### Work task
Everything from the line containing "filename crates/catalog/src/annotation.rs" through the line containing "in catalog order." in the listing below should be copied exactly, and nothing more.

[Supplied records Boundary: Start]

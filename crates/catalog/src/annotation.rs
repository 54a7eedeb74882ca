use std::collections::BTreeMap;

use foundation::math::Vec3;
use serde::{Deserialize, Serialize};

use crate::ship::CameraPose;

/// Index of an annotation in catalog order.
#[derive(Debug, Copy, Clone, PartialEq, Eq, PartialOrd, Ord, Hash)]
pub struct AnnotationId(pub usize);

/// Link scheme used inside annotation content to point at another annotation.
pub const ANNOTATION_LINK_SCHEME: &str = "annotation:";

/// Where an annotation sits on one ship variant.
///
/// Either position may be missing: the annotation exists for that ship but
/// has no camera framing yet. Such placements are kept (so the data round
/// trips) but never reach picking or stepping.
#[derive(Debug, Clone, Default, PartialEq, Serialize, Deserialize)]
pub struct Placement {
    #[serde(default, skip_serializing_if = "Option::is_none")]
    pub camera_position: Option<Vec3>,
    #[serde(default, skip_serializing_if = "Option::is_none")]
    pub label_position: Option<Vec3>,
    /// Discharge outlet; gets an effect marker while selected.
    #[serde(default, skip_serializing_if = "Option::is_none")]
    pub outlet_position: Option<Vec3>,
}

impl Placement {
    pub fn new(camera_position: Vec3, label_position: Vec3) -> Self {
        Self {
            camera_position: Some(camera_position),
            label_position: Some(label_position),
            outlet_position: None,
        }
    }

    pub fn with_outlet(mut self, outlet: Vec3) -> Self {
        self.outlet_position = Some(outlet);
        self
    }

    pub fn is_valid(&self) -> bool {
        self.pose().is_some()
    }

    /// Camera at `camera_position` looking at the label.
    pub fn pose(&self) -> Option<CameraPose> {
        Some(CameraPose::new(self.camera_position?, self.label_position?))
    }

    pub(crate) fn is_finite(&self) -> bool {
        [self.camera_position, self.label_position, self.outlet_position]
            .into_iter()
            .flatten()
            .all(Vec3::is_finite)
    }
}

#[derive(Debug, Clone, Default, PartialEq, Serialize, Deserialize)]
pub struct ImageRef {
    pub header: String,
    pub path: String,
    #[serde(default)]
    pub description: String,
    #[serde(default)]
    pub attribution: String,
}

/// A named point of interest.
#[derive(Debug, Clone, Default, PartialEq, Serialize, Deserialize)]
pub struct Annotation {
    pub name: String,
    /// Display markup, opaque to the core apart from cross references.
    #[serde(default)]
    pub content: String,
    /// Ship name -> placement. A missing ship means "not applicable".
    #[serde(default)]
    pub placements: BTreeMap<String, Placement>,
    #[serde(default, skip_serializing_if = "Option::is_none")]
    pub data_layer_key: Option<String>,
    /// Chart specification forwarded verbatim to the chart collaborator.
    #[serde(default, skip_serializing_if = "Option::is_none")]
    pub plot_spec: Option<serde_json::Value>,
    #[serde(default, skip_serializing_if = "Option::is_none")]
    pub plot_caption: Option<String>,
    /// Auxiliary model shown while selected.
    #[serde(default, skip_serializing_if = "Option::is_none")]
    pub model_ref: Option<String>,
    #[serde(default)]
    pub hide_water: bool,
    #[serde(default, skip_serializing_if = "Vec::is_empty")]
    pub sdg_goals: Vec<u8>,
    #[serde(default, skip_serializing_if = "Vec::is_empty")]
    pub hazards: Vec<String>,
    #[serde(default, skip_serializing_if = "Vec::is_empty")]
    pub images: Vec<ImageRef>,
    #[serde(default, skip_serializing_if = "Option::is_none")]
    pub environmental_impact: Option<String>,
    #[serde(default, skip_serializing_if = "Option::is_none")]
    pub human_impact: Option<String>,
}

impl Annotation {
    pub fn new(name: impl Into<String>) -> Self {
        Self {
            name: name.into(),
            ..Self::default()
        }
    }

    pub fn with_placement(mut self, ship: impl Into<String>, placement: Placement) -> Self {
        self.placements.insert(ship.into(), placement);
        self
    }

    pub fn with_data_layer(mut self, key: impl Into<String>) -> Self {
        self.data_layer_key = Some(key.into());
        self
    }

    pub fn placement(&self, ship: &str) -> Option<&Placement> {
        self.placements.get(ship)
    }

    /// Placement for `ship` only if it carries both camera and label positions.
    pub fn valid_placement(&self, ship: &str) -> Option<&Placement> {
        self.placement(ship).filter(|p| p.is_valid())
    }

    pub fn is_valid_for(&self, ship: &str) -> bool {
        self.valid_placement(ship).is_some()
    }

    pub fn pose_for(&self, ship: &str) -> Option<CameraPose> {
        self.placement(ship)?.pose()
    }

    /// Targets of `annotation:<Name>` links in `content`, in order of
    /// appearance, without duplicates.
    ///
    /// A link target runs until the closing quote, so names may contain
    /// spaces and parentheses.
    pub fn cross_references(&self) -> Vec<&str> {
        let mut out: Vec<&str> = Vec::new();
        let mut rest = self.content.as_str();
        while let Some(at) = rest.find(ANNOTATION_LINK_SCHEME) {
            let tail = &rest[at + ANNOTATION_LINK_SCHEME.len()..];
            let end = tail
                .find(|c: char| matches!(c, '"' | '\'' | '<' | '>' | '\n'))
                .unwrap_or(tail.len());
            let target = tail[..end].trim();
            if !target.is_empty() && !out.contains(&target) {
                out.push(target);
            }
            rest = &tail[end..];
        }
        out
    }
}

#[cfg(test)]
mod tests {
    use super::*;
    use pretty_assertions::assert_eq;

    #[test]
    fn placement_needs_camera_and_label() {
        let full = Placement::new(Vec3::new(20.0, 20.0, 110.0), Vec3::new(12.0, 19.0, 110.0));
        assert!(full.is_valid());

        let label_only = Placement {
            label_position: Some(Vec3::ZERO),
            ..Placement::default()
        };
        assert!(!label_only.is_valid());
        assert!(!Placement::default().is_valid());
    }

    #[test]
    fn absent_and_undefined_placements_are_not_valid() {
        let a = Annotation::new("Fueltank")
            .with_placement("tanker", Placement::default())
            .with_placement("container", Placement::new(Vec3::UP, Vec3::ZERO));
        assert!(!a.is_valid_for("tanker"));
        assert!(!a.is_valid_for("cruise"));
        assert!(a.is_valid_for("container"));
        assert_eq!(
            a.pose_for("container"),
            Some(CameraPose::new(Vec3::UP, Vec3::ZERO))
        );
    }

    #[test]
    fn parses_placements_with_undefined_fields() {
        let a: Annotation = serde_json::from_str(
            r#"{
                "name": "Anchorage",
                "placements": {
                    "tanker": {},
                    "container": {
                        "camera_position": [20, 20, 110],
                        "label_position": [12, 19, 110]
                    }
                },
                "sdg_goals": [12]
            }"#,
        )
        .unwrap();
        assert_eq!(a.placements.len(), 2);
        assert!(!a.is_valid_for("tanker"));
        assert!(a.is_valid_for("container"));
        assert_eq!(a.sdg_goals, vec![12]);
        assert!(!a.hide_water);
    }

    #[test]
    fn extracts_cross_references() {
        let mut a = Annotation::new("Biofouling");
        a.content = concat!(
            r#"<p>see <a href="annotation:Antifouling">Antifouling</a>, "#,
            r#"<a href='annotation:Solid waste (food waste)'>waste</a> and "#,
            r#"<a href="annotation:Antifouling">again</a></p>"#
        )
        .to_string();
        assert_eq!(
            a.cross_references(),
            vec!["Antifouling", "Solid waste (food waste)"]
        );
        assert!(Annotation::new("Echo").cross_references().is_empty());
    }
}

[Supplied records Boundary: End]
[Supplied records Boundary: Start]

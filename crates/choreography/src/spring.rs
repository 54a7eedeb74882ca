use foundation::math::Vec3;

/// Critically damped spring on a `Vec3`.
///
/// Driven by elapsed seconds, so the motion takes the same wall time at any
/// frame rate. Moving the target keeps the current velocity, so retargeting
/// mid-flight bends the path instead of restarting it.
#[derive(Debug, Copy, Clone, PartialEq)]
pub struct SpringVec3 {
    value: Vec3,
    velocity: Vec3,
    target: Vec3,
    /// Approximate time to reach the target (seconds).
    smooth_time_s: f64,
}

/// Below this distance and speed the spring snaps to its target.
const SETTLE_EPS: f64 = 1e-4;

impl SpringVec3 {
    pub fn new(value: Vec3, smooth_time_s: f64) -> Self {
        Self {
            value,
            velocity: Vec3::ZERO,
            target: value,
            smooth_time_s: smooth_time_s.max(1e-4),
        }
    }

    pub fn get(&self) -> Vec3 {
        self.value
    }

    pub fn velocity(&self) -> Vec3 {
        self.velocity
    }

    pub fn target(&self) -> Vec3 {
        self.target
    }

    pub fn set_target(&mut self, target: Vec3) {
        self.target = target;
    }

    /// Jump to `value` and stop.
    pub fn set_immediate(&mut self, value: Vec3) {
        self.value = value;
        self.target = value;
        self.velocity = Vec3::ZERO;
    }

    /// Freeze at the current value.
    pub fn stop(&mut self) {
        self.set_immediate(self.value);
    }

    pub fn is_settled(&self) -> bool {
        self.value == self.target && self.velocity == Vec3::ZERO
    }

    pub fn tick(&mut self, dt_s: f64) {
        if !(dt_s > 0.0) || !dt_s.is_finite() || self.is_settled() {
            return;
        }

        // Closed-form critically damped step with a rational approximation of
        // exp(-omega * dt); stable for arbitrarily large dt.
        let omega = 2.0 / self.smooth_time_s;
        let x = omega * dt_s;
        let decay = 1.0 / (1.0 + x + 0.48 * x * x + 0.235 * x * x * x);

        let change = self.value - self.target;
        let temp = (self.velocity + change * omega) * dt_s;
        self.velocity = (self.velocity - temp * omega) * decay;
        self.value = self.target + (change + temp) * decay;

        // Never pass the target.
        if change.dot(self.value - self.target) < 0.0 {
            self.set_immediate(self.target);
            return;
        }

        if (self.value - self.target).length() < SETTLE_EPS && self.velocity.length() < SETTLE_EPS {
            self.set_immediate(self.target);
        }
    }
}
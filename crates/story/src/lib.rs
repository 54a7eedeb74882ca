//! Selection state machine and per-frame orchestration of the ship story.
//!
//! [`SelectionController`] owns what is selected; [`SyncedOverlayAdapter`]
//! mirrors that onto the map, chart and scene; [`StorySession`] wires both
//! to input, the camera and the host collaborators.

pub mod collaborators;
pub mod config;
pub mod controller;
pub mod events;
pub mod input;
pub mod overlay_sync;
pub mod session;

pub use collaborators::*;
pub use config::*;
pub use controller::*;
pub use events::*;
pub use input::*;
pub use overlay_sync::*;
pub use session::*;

[Supplied records Boundary: End]

### Response area
filename crates/catalog/src/annotation.rs
repository 54a7eedeb74882ca
use std::collections::BTreeMap;

use foundation::math::Vec3;
use serde::{Deserialize, Serialize};

use crate::ship::CameraPose;

/// Index of an annotation in catalog order.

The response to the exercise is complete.